Bruge is a delightful place to visit and, thankfully, English is also used as a communicative language along with their native language, Dutch. The center of the city is mainly the Chowk, Marct, or Groot Market.
By 1983 the square had been used as an open-air market for more than eight hundred years and was also a place where protesters could be heard and where announcements were made. These days the market with its restaurants and bars is built with square, luxurious gabbled Flemish buildings, which is compelling for the modern visitor.
One of its landmarks is Belfry. For a fascinating view of the energetic city, one can take a sprint to the 366 steps of Belfort Tower. (Admission £ 1.60 per adult). Holding your breath after that jaunt, prepare to be swiftly taken away again by the stunning Flemish architecture that surrounds the neighboring square of Berg.
Places to see
Less witnessed sightseeing
These well-run tourist-related recreations are extremely enjoyable, however, there are other less-visited places not to be missed. For example, the 13th-century Church of Our Lady (Onze-Lieve-Vrouwekerk) has a landmark 400 miles upstream from this Gothic church. Inside, surrounded by greystone columns is an exquisite white marble sculpture of Madonna and a child created by the famous artist Michelangelo.
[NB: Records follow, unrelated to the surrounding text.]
/// Capture of the raw shadow copy listing.
///
/// The catalog only consumes text; this is the one place that knows the
/// text comes from `vssadmin list shadows`.
use crate::error::CatalogError;
use tracing::info;

/// Run `vssadmin list shadows` and return its standard output.
#[cfg(windows)]
pub fn capture_listing() -> Result<String, CatalogError> {
    use std::process::Command;

    info!("Capturing shadow copy listing with vssadmin");
    let output = Command::new("vssadmin.exe")
        .args(["list", "shadows"])
        .output()
        .map_err(|e| CatalogError::ListingCapture(format!("cannot run vssadmin: {e}")))?;

    let text = String::from_utf8_lossy(&output.stdout).into_owned();
    if !output.status.success() && text.trim().is_empty() {
        let stderr = String::from_utf8_lossy(&output.stderr);
        return Err(CatalogError::ListingCapture(format!(
            "vssadmin exited with {}: {}",
            output.status,
            stderr.trim()
        )));
    }
    Ok(text)
}

#[cfg(not(windows))]
pub fn capture_listing() -> Result<String, CatalogError> {
    info!("Shadow copy listing requested on a non-Windows host");
    Err(CatalogError::ListingCapture(
        "volume shadow copies are only available on Windows; supply a listing file instead".into(),
    ))
}

#[cfg(all(test, not(windows)))]
mod tests {
    use super::*;

    #[test]
    fn capture_is_unsupported_off_windows() {
        assert!(matches!(capture_listing(), Err(CatalogError::ListingCapture(_))));
    }
}
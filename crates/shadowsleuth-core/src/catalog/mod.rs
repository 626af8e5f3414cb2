/// Snapshot catalog: parses `vssadmin list shadows` text into snapshots.
///
/// # Grammar
///
/// The listing is a sequence of line blocks separated by blank lines. A
/// block opens with a line starting with `Contents` whose identifier follows
/// the first colon. Every other line in the block is a `key: value` pair.
/// Keys ending in `creation time` are normalised regardless of their prefix
/// (the listing says `Contained 1 shadow copies at creation time: ...`).
///
/// Parsing is best-effort per line: lines before the first block are
/// ignored, a line without a colon inside a block is skipped and reported,
/// and a block missing a required field or carrying an unreadable creation
/// time is skipped and reported. The trailing block is emitted even without
/// a closing blank line.
use crate::error::CatalogError;
use crate::model::snapshot::{Snapshot, SnapshotFields};
use crate::time_codec::TimeCodec;
use tracing::debug;

const BLOCK_KEYWORD: &str = "Contents";
const CREATION_TIME_SUFFIX: &str = "creation time";

const KEY_SHADOW_COPY_ID: &str = "Shadow Copy ID";
const KEY_VOLUME: &str = "Shadow Copy Volume";
const KEY_MACHINE: &str = "Originating Machine";
const KEY_ORIGINAL_VOLUME: &str = "Original Volume";

/// Ordered, immutable set of snapshots from one listing capture.
#[derive(Debug, Clone, Default)]
pub struct SnapshotCatalog {
    snapshots: Vec<Snapshot>,
}

/// Result of a best-effort parse: the snapshots plus every skipped line.
#[derive(Debug, Default)]
pub struct ParseOutcome {
    pub snapshots: Vec<Snapshot>,
    pub issues: Vec<CatalogError>,
}

impl SnapshotCatalog {
    /// Build a catalog, failing only when no snapshot could be parsed.
    ///
    /// Creation times are checked with `codec`, the same zone later used to
    /// compare against them.
    pub fn from_listing(
        text: &str,
        codec: &TimeCodec,
    ) -> Result<(Self, Vec<CatalogError>), CatalogError> {
        let outcome = parse(text, codec);
        if outcome.snapshots.is_empty() {
            return Err(CatalogError::EmptyListing);
        }
        Ok((Self::from_snapshots(outcome.snapshots), outcome.issues))
    }

    pub fn from_snapshots(snapshots: Vec<Snapshot>) -> Self {
        Self { snapshots }
    }

    pub fn snapshots(&self) -> &[Snapshot] {
        &self.snapshots
    }

    pub fn len(&self) -> usize {
        self.snapshots.len()
    }

    pub fn is_empty(&self) -> bool {
        self.snapshots.is_empty()
    }

    pub fn iter(&self) -> std::slice::Iter<'_, Snapshot> {
        self.snapshots.iter()
    }
}

impl<'a> IntoIterator for &'a SnapshotCatalog {
    type Item = &'a Snapshot;
    type IntoIter = std::slice::Iter<'a, Snapshot>;

    fn into_iter(self) -> Self::IntoIter {
        self.snapshots.iter()
    }
}

/// Block currently being accumulated, with the line that opened it.
struct OpenBlock {
    fields: SnapshotFields,
    opened_at: usize,
}

/// Parse listing text into snapshots, in block order.
pub fn parse(text: &str, codec: &TimeCodec) -> ParseOutcome {
    let mut outcome = ParseOutcome::default();
    let mut current: Option<OpenBlock> = None;

    for (idx, raw) in text.lines().enumerate() {
        let line_no = idx + 1;
        let line = raw.trim();

        if line.is_empty() {
            close_block(current.take(), codec, &mut outcome);
            continue;
        }

        if line.starts_with(BLOCK_KEYWORD) {
            close_block(current.take(), codec, &mut outcome);
            match block_identifier(line) {
                Some(id) => {
                    current = Some(OpenBlock {
                        fields: SnapshotFields::new(id),
                        opened_at: line_no,
                    });
                }
                None => outcome.issues.push(CatalogError::Parse {
                    line: line_no,
                    reason: format!("block header without identifier: {line:?}"),
                }),
            }
            continue;
        }

        let Some(block) = current.as_mut() else {
            continue;
        };

        match split_pair(line) {
            Some((key, value)) => apply_pair(&mut block.fields, key, value),
            None => {
                debug!("Skipping listing line {line_no}: no key/value separator");
                outcome.issues.push(CatalogError::Parse {
                    line: line_no,
                    reason: format!("expected `key: value`, found {line:?}"),
                });
            }
        }
    }

    close_block(current, codec, &mut outcome);
    outcome
}

fn close_block(block: Option<OpenBlock>, codec: &TimeCodec, outcome: &mut ParseOutcome) {
    let Some(block) = block else {
        return;
    };
    let snapshot = match block.fields.build() {
        Ok(snapshot) => snapshot,
        Err(reason) => {
            outcome.issues.push(CatalogError::Parse {
                line: block.opened_at,
                reason: format!("block skipped: {reason}"),
            });
            return;
        }
    };
    match snapshot.creation_epoch(codec) {
        Ok(_) => outcome.snapshots.push(snapshot),
        Err(source) => {
            debug!("Skipping snapshot {}: {source}", snapshot.id);
            outcome.issues.push(CatalogError::CreationTime {
                line: block.opened_at,
                source,
            });
        }
    }
}

/// Identifier after the first colon of a `Contents` line.
fn block_identifier(line: &str) -> Option<String> {
    let (_, rest) = line.split_once(':')?;
    let id = rest.split(':').next().unwrap_or_default().trim();
    (!id.is_empty()).then(|| id.to_string())
}

/// Split at the first colon. Values keep everything after it, including
/// further colons (`(C:)\\?\Volume{...}`).
fn split_pair(line: &str) -> Option<(&str, &str)> {
    let (key, value) = line.split_once(':')?;
    Some((key.trim(), value.trim()))
}

fn apply_pair(fields: &mut SnapshotFields, key: &str, value: &str) {
    let value = value.to_string();
    if key.ends_with(CREATION_TIME_SUFFIX) {
        fields.creation_time = Some(value);
        return;
    }
    match key {
        KEY_SHADOW_COPY_ID => fields.shadow_copy_id = Some(value),
        KEY_VOLUME => fields.volume_path = Some(value),
        KEY_MACHINE => fields.originating_machine = Some(value),
        KEY_ORIGINAL_VOLUME => fields.original_volume = Some(value),
        _ => {}
    }
}
/// ShadowSleuth CLI: terminal frontend for `shadowsleuth-core`.
///
/// Parses flags, prompts for anything missing, runs the session on a
/// background thread and renders its progress on one console line.
pub mod app;
pub mod args;
pub mod failure_log;
pub mod prompt;
pub mod render;

pub use app::App;
pub use args::Cli;

/// Run the tool against the process's stdin and stdout.
pub fn run(cli: Cli) -> anyhow::Result<()> {
    let stdin = std::io::stdin();
    let stdout = std::io::stdout();
    App::new(cli, stdin.lock(), stdout.lock()).run()
}
/// Structured failure signals and the sinks that receive them.
///
/// The core never decides where failures are persisted. Components hand a
/// [`Failure`] to whatever [`FailureSink`] the caller supplied and carry on.
use serde::Serialize;
use std::path::PathBuf;
use tracing::warn;

/// Component that raised a failure.
#[derive(Debug, Clone, Copy, PartialEq, Eq, Serialize)]
#[serde(rename_all = "snake_case")]
pub enum Component {
    Catalog,
    TimeCodec,
    Walker,
    Report,
    Session,
}

impl Component {
    pub fn label(self) -> &'static str {
        match self {
            Self::Catalog => "catalog",
            Self::TimeCodec => "time_codec",
            Self::Walker => "walker",
            Self::Report => "report",
            Self::Session => "session",
        }
    }
}

/// Failure classification, one variant per recoverable error kind.
#[derive(Debug, Clone, Copy, PartialEq, Eq, Serialize)]
#[serde(rename_all = "snake_case")]
pub enum FailureKind {
    Parse,
    TimeFormat,
    TimeConversion,
    FileAccess,
    Enumerate,
    ReportCreate,
    ReportWrite,
    ReportRead,
    OutputDirExists,
}

/// A single recovered failure with enough context to reproduce it.
#[derive(Debug, Clone, Serialize)]
pub struct Failure {
    pub source: Component,
    pub kind: FailureKind,
    pub message: String,
    #[serde(skip_serializing_if = "Option::is_none")]
    pub path: Option<PathBuf>,
}

impl Failure {
    pub fn new(source: Component, kind: FailureKind, message: impl Into<String>) -> Self {
        Self {
            source,
            kind,
            message: message.into(),
            path: None,
        }
    }

    pub fn with_path(mut self, path: impl Into<PathBuf>) -> Self {
        self.path = Some(path.into());
        self
    }
}

/// Destination for recovered failures.
pub trait FailureSink {
    fn record(&mut self, failure: Failure);
}

/// Logs every failure through `tracing` and keeps nothing.
#[derive(Debug, Default)]
pub struct TracingSink;

impl FailureSink for TracingSink {
    fn record(&mut self, failure: Failure) {
        log_failure(&failure);
    }
}

/// Logs every failure and keeps it in memory.
#[derive(Debug, Default)]
pub struct CollectingSink {
    pub failures: Vec<Failure>,
}

impl CollectingSink {
    pub fn new() -> Self {
        Self::default()
    }

    pub fn count(&self, kind: FailureKind) -> usize {
        self.failures.iter().filter(|f| f.kind == kind).count()
    }
}

impl FailureSink for CollectingSink {
    fn record(&mut self, failure: Failure) {
        log_failure(&failure);
        self.failures.push(failure);
    }
}

/// Emit a failure as a structured `warn!` event.
pub fn log_failure(failure: &Failure) {
    let path = failure
        .path
        .as_ref()
        .map(|p| p.display().to_string())
        .unwrap_or_default();
    warn!(
        source = failure.source.label(),
        kind = ?failure.kind,
        path = %path,
        "{}",
        failure.message
    );
}
/// A single volume shadow copy as described by one listing block.
///
/// Built once by the catalog parser and immutable afterwards. Construction
/// fails fast when a required field is missing instead of deferring the
/// problem to first use.
use crate::error::TimeError;
use crate::time_codec::TimeCodec;
use std::path::{Path, PathBuf};

/// Prefix of the device namespace paths that `vssadmin` reports.
const DEVICE_PREFIX: &str = r"\\?\GLOBALROOT\";

#[derive(Debug, Clone, PartialEq, Eq)]
pub struct Snapshot {
    /// Identifier carried by the block's `Contents` line.
    pub id: String,
    /// Per-copy identifier (`Shadow Copy ID`), when listed.
    pub shadow_copy_id: Option<String>,
    /// Machine that created the copy. Informational only.
    pub originating_machine: Option<String>,
    /// Creation time in the listing's `MM/DD/YYYY hh:mm:ss AM|PM` format.
    pub creation_time: String,
    /// Device path of the shadow copy volume.
    pub volume_path: String,
    /// Volume the copy was taken from, when listed.
    pub original_volume: Option<String>,
}

/// Fields gathered from one block before validation.
#[derive(Debug, Default)]
pub(crate) struct SnapshotFields {
    pub id: String,
    pub shadow_copy_id: Option<String>,
    pub originating_machine: Option<String>,
    pub creation_time: Option<String>,
    pub volume_path: Option<String>,
    pub original_volume: Option<String>,
}

impl SnapshotFields {
    pub fn new(id: String) -> Self {
        Self {
            id,
            ..Self::default()
        }
    }

    /// Validate required fields. The error names the first missing one.
    pub fn build(self) -> Result<Snapshot, &'static str> {
        let creation_time = self
            .creation_time
            .filter(|v| !v.is_empty())
            .ok_or("missing creation time")?;
        let volume_path = self
            .volume_path
            .filter(|v| !v.is_empty())
            .ok_or("missing shadow copy volume path")?;
        Ok(Snapshot {
            id: self.id,
            shadow_copy_id: self.shadow_copy_id,
            originating_machine: self.originating_machine,
            creation_time,
            volume_path,
            original_volume: self.original_volume,
        })
    }
}

impl Snapshot {
    /// Final component of the volume path, e.g. `HarddiskVolumeShadowCopy3`.
    pub fn name(&self) -> &str {
        self.volume_path
            .trim_end_matches(['\\', '/'])
            .rsplit(['\\', '/'])
            .next()
            .unwrap_or(&self.volume_path)
    }

    /// Creation time as Unix seconds.
    pub fn creation_epoch(&self, codec: &TimeCodec) -> Result<i64, TimeError> {
        codec.to_epoch(&self.creation_time)
    }

    /// Directory to walk for this snapshot.
    ///
    /// Device namespace paths only open as directories with a trailing
    /// separator, so one is appended when absent.
    pub fn root_path(&self, subpath: Option<&Path>) -> PathBuf {
        let mut root = self.volume_path.clone();
        if root.starts_with(DEVICE_PREFIX) && !root.ends_with('\\') {
            root.push('\\');
        }
        let root = PathBuf::from(root);
        match subpath {
            Some(sub) => root.join(sub),
            None => root,
        }
    }
}

#[cfg(test)]
mod tests {
    use super::*;
    use crate::time_codec::Zone;

    fn snapshot(volume_path: &str) -> Snapshot {
        Snapshot {
            id: "{set}".into(),
            shadow_copy_id: None,
            originating_machine: Some("WS01".into()),
            creation_time: "01/01/2023 10:00:00 AM".into(),
            volume_path: volume_path.into(),
            original_volume: None,
        }
    }

    #[test]
    fn name_is_last_path_component() {
        let s = snapshot(r"\\?\GLOBALROOT\Device\HarddiskVolumeShadowCopy7");
        assert_eq!(s.name(), "HarddiskVolumeShadowCopy7");
        assert_eq!(snapshot("/mnt/snap/one/").name(), "one");
        assert_eq!(snapshot("bare").name(), "bare");
    }

    #[test]
    fn device_root_gets_trailing_separator() {
        let s = snapshot(r"\\?\GLOBALROOT\Device\HarddiskVolumeShadowCopy7");
        assert_eq!(
            s.root_path(None),
            PathBuf::from(r"\\?\GLOBALROOT\Device\HarddiskVolumeShadowCopy7\")
        );
        assert_eq!(snapshot("/mnt/snap").root_path(None), PathBuf::from("/mnt/snap"));
        assert_eq!(
            snapshot("/mnt/snap").root_path(Some(Path::new("Users"))),
            PathBuf::from("/mnt/snap").join("Users")
        );
    }

    #[test]
    fn build_requires_time_and_path() {
        let mut fields = SnapshotFields::new("{a}".into());
        fields.volume_path = Some("/mnt/a".into());
        assert_eq!(fields.build().unwrap_err(), "missing creation time");

        let mut fields = SnapshotFields::new("{a}".into());
        fields.creation_time = Some("01/01/2023 10:00:00 AM".into());
        assert_eq!(fields.build().unwrap_err(), "missing shadow copy volume path");
    }

    #[test]
    fn creation_epoch_uses_codec() {
        let codec = TimeCodec::new(Zone::Utc);
        assert_eq!(snapshot("/x").creation_epoch(&codec).unwrap(), 1_672_567_200);
    }
}
//! ShadowSleuth: Volume Shadow Copy triage tool.
//!
//! Thin binary entry point. All logic lives in the `shadowsleuth-core`
//! and `shadowsleuth-cli` crates.

fn main() -> anyhow::Result<()> {
    let cli = shadowsleuth_cli::Cli::from_env();

    // Logs go to stderr so the progress line on stdout stays intact.
    let level = if cli.verbose {
        tracing::Level::DEBUG
    } else {
        tracing::Level::INFO
    };
    tracing_subscriber::fmt()
        .with_max_level(level)
        .with_writer(std::io::stderr)
        .init();

    tracing::info!("ShadowSleuth starting");

    shadowsleuth_cli::run(cli)
}
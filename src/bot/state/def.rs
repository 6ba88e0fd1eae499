use std::{collections::HashMap, fmt, io, path::PathBuf, time::Duration};

use serde::{Deserialize, Serialize};
use serenity::all::{GuildId, UserId};
use thiserror::Error;

use crate::bot::guild::guild::GuildConfig;

#[derive(Debug, Error)]
pub enum BotError {
    #[error("Discord error: {0}")]
    Serenity(#[from] serenity::Error),
    #[error("JSON deserialization error: {0}")]
    JsonError(#[from] serde_json::Error),
    #[error("I/O error: {0}")]
    IoError(#[from] io::Error),
    #[error("Missing environment variable: {0}")]
    MissingEnv(&'static str),
    #[error("Invalid configuration: {0}")]
    Config(String),
    #[error("{0}")]
    Custom(String),
}

/// Whether schemas are pushed globally or to every guild the bot can see.
#[derive(Debug, Clone, Copy, PartialEq, Eq, Default, Deserialize, Serialize)]
pub enum RuntimeMode {
    #[default]
    Production,
    /// Staging bot that only lives in a handful of guilds.
    Development,
}

pub struct BotSecrets {
    pub discord_token: String,
}

#[derive(Debug, Clone)]
pub struct BotConfig {
    pub mode: RuntimeMode,
    pub admins: Vec<UserId>,
    pub default_prefix: String,
    pub notice_delay: Duration,
    pub guilds: HashMap<GuildId, GuildConfig>,
    pub guilds_file: Option<PathBuf>,
}

impl fmt::Display for RuntimeMode {
    fn fmt(&self, f: &mut fmt::Formatter<'_>) -> fmt::Result {
        let s = match self {
            RuntimeMode::Production => "production",
            RuntimeMode::Development => "development",
        };
        write!(f, "{}", s)
    }
}

impl fmt::Debug for BotSecrets {
    fn fmt(&self, f: &mut fmt::Formatter<'_>) -> fmt::Result {
        f.debug_struct("BotSecrets").field("discord_token", &"<redacted>").finish()
    }
}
This is a real behavior as his works are rarely seen outside of his native Italy. The graves of Mary of Burgundy and her father Charles are located in the chancel. Be sure to visit before closing for Mass at 11.00 am.
Searching for love
Those seeking love should walk on the Minnewater – Lake of love (‘Minne’ means ‘love’ in Flemish). The lake is reputedly to have powers to help you find the love of your life if you wish. Certainly, the romance of gliding swans helps reinforce this story. Ironically, the lake leads to a 13th-century building known as the Beguinage. Although now it is run by 2000 Benedictine nuns, it was once used as a home for unmarried or abandoned women of physical substance. The order was founded by Beguinage – women themselves – but the last of the Beguinage died in 1930.
Where to shop
Bruges has some interesting shops that rest on its quaint, pristine streets. For example, canny fashion lovers can get some great designer clothes at cheap prices on Troc (Korte Zilleverstraat 12). Chocolate lovers will have a very good choice, but a particularly good chocolate dumon (Earmatt, 6) where pralines are a specialty. Other Belgian gastronomic specialties include sausages, petes and cheeses, and interesting palates, which should head for Dixmuides boteruhis (Geldmuntstrat 23).
Where to eat
At some point, hunger pangs will inevitably urge you to nourish. You can go for a cheap and cheerful but still historic “frietkoten” van selling parts of chips with mayonnaise for 1.5 euros (£ 1). These street vendors have been putting up their stalls for over 100 years.